Generally, internships do offer academic credit to paralegal students. Internships are available in a variety of specialized opportunities, including legal clinics, summer sessions, and pro bono projects, in an array of professional settings like courts, law offices, and community organizations, though the most popular type of internship is a judicial clerkship, which offers paralegal students the opportunity to experience the inner workings of trial and appellate courts. As a general rule of thumb, one can never have too much experience when it comes to applying for a job as a paralegal. A good online paralegal program will recommend that each student pursues their own internship experience. Below our some quick tips for choosing, landing, and maximizing an internship:
- Ask school career services staff, mentors, or professors for suggestions.
- Explore opportunities for internships through the professional organizations listed above.
- Browse job fairs in person or online.
- Peruse job websites like Glassdoor, Monster, Looksharp, LinkedIn, and Indeed.
- Check out this dedicated internships website: http://www.internships.com/legal
In a field that values practical experience and professional insight, paralegals stand to obtain unlimited benefits from joining a professional organization. The industry offers several governing organizations for professionals at every level, providing resources for entry-level job seekers, mid-career professionals, and others looking to continue to advance their legal skills as veterans in the industry. Professional organizations can offer internship opportunities, job referrals, networking events, certification opportunities, and continuing education coursework. Below are some of the most prominent professional organizations for aspiring and practicing paralegals:
- National Association of Legal Assistants: Among the best-known professional organizations in the U.S. for paralegals and legal assistants, NALA circulates its own publications, offers continuing education courses, networking opportunities, and a voluntary certification program. Though headquartered in Oklahoma, NALA maintains a heavy Internet and social media presence on Facebook, LinkedIn, and Twitter.
- American Bar Association: Best known as the licensing agency for lawyers required to pass the bar exam to practice in the U.S., the ABA also provides extensive resources to paralegals, including a career center, networking opportunities, webinars, and a wide variety of on-demand and free online continuing education courses.

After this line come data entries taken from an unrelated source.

//! # Waveform generators.
//!
//! Pure sample sequences served by the built-in providers:
//!
//! | Shape       | Interval | Step                   | Sample                                   |
//! |-------------|----------|------------------------|------------------------------------------|
//! | `Rectified` | 10ms     | `phase += 0.01`        | `max · |sin(phase)|`, wraps past π/2 + 2π |
//! | `DualSine`  | 100ms    | `x += 10`              | `max · (sin(2πx/500) + sin(πx/300)) / 2`  |
//!
//! Negative `DualSine` values are skipped: [`Waveform::next_sample`] keeps
//! stepping until it finds a non-negative one (bounded by one full period).
//!
//! Pacing differs per shape: `Rectified` waits one interval before every
//! sample, `DualSine` emits its first sample immediately and waits after each.
//! A `DualSine` generator can be shared between streams
//! ([`Waveform::shared_stream`]) so the sequence continues across
//! subscriptions instead of restarting at `x = 0`.

use std::f32::consts::PI;
use std::sync::Arc;
use std::time::Duration;

use futures::stream;
use parking_lot::Mutex;
use tokio_util::sync::CancellationToken;

use crate::error::GenerationError;
use crate::source::SampleStream;

const RECTIFIED_INTERVAL: Duration = Duration::from_millis(10);
const RECTIFIED_STEP: f32 = 0.01;
const RECTIFIED_WRAP: f32 = PI / 2.0 + 2.0 * PI;

const DUAL_SINE_INTERVAL: Duration = Duration::from_millis(100);
const DUAL_SINE_STEP: f32 = 10.0;
const DUAL_SINE_PERIOD_A: f32 = 500.0;
const DUAL_SINE_PERIOD_B: f32 = 300.0;
/// Steps in one full period of the combined wave (lcm(500, 600) / 10).
const DUAL_SINE_PERIOD_STEPS: usize = 300;

/// Shape of a [`Waveform`].
#[derive(Clone, Copy, Debug, PartialEq, Eq)]
pub enum WaveShape {
    /// Rectified sine served by the in-process provider.
    Rectified,
    /// Average of two sines served by the hosted provider.
    DualSine,
}

/// Stateful sample generator.
#[derive(Clone, Debug)]
pub struct Waveform {
    shape: WaveShape,
    max_value: f32,
    position: f32,
}

impl Waveform {
    pub fn rectified(max_value: f32) -> Self {
        Self {
            shape: WaveShape::Rectified,
            max_value,
            position: 0.0,
        }
    }

    pub fn dual_sine(max_value: f32) -> Self {
        Self {
            shape: WaveShape::DualSine,
            max_value,
            position: 0.0,
        }
    }

    pub fn shape(&self) -> WaveShape {
        self.shape
    }

    pub fn max_value(&self) -> f32 {
        self.max_value
    }

    /// Rescales later samples; the position is kept.
    pub fn set_max_value(&mut self, max_value: f32) {
        self.max_value = max_value;
    }

    /// True if the first sample of a stream is emitted without waiting.
    pub fn emits_immediately(&self) -> bool {
        matches!(self.shape, WaveShape::DualSine)
    }

    /// Delay between two consecutive samples.
    pub fn interval(&self) -> Duration {
        match self.shape {
            WaveShape::Rectified => RECTIFIED_INTERVAL,
            WaveShape::DualSine => DUAL_SINE_INTERVAL,
        }
    }

    /// Advances one step and returns the raw value (may be negative for `DualSine`).
    pub fn step(&mut self) -> f32 {
        match self.shape {
            WaveShape::Rectified => {
                self.position += RECTIFIED_STEP;
                if self.position > RECTIFIED_WRAP {
                    self.position = 0.0;
                }
                self.max_value * self.position.sin().abs()
            }
            WaveShape::DualSine => {
                self.position += DUAL_SINE_STEP;
                let x = self.position;
                let wave = ((2.0 * PI * x / DUAL_SINE_PERIOD_A).sin()
                    + (PI * x / DUAL_SINE_PERIOD_B).sin())
                    / 2.0;
                self.max_value * wave
            }
        }
    }

    /// Returns the next deliverable sample, skipping negative values.
    ///
    /// Falls back to `0.0` if a whole period yields nothing deliverable.
    pub fn next_sample(&mut self) -> f32 {
        for _ in 0..DUAL_SINE_PERIOD_STEPS {
            let value = self.step();
            if value >= 0.0 || value.is_nan() {
                return value;
            }
        }
        0.0
    }

    /// Turns the waveform into a paced sample stream.
    ///
    /// When `host` is cancelled the stream yields `Err(ProviderDied)` once and ends.
    pub fn into_stream(self, host: CancellationToken) -> SampleStream {
        paced(Arc::new(Mutex::new(self)), host)
    }

    /// Opens a paced stream over a generator shared with earlier streams.
    ///
    /// `max_value` applies from the next sample on; the position carries over.
    pub fn shared_stream(
        shared: &Arc<Mutex<Waveform>>,
        max_value: f32,
        host: CancellationToken,
    ) -> SampleStream {
        shared.lock().set_max_value(max_value);
        paced(Arc::clone(shared), host)
    }
}

#[derive(Clone, Copy)]
enum Pace {
    Immediate,
    Wait,
    Done,
}

fn paced(wave: Arc<Mutex<Waveform>>, host: CancellationToken) -> SampleStream {
    let (interval, start) = {
        let w = wave.lock();
        let start = if w.emits_immediately() {
            Pace::Immediate
        } else {
            Pace::Wait
        };
        (w.interval(), start)
    };

    Box::pin(stream::unfold(
        (wave, host, start),
        move |(wave, host, pace)| async move {
            match pace {
                Pace::Done => return None,
                Pace::Immediate if host.is_cancelled() => {
                    return Some((Err(GenerationError::ProviderDied), (wave, host, Pace::Done)));
                }
                Pace::Immediate => {}
                Pace::Wait => {
                    tokio::select! {
                        biased;
                        _ = host.cancelled() => {
                            return Some((
                                Err(GenerationError::ProviderDied),
                                (wave, host, Pace::Done),
                            ));
                        }
                        _ = tokio::time::sleep(interval) => {}
                    }
                }
            }
            let value = wave.lock().next_sample();
            Some((Ok(value), (wave, host, Pace::Wait)))
        },
    ))
}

- National Federation of Paralegals Association: In addition to hosting events including an annual convention, publishing numerous newsletters and industry journals, and offering continuing education webinars, the NFPA features a special section on its website dedicated to supplying pro bono professionals with the latest compliance information.
- National Paralegal Association: The NPA offers several publications targeting both aspiring and established paralegals, as well as services such as job boards, mailing list rentals, and corporate sponsorship opportunities geared toward not only individual paralegal professionals but also the firms, agencies, and legal departments that employ paralegals.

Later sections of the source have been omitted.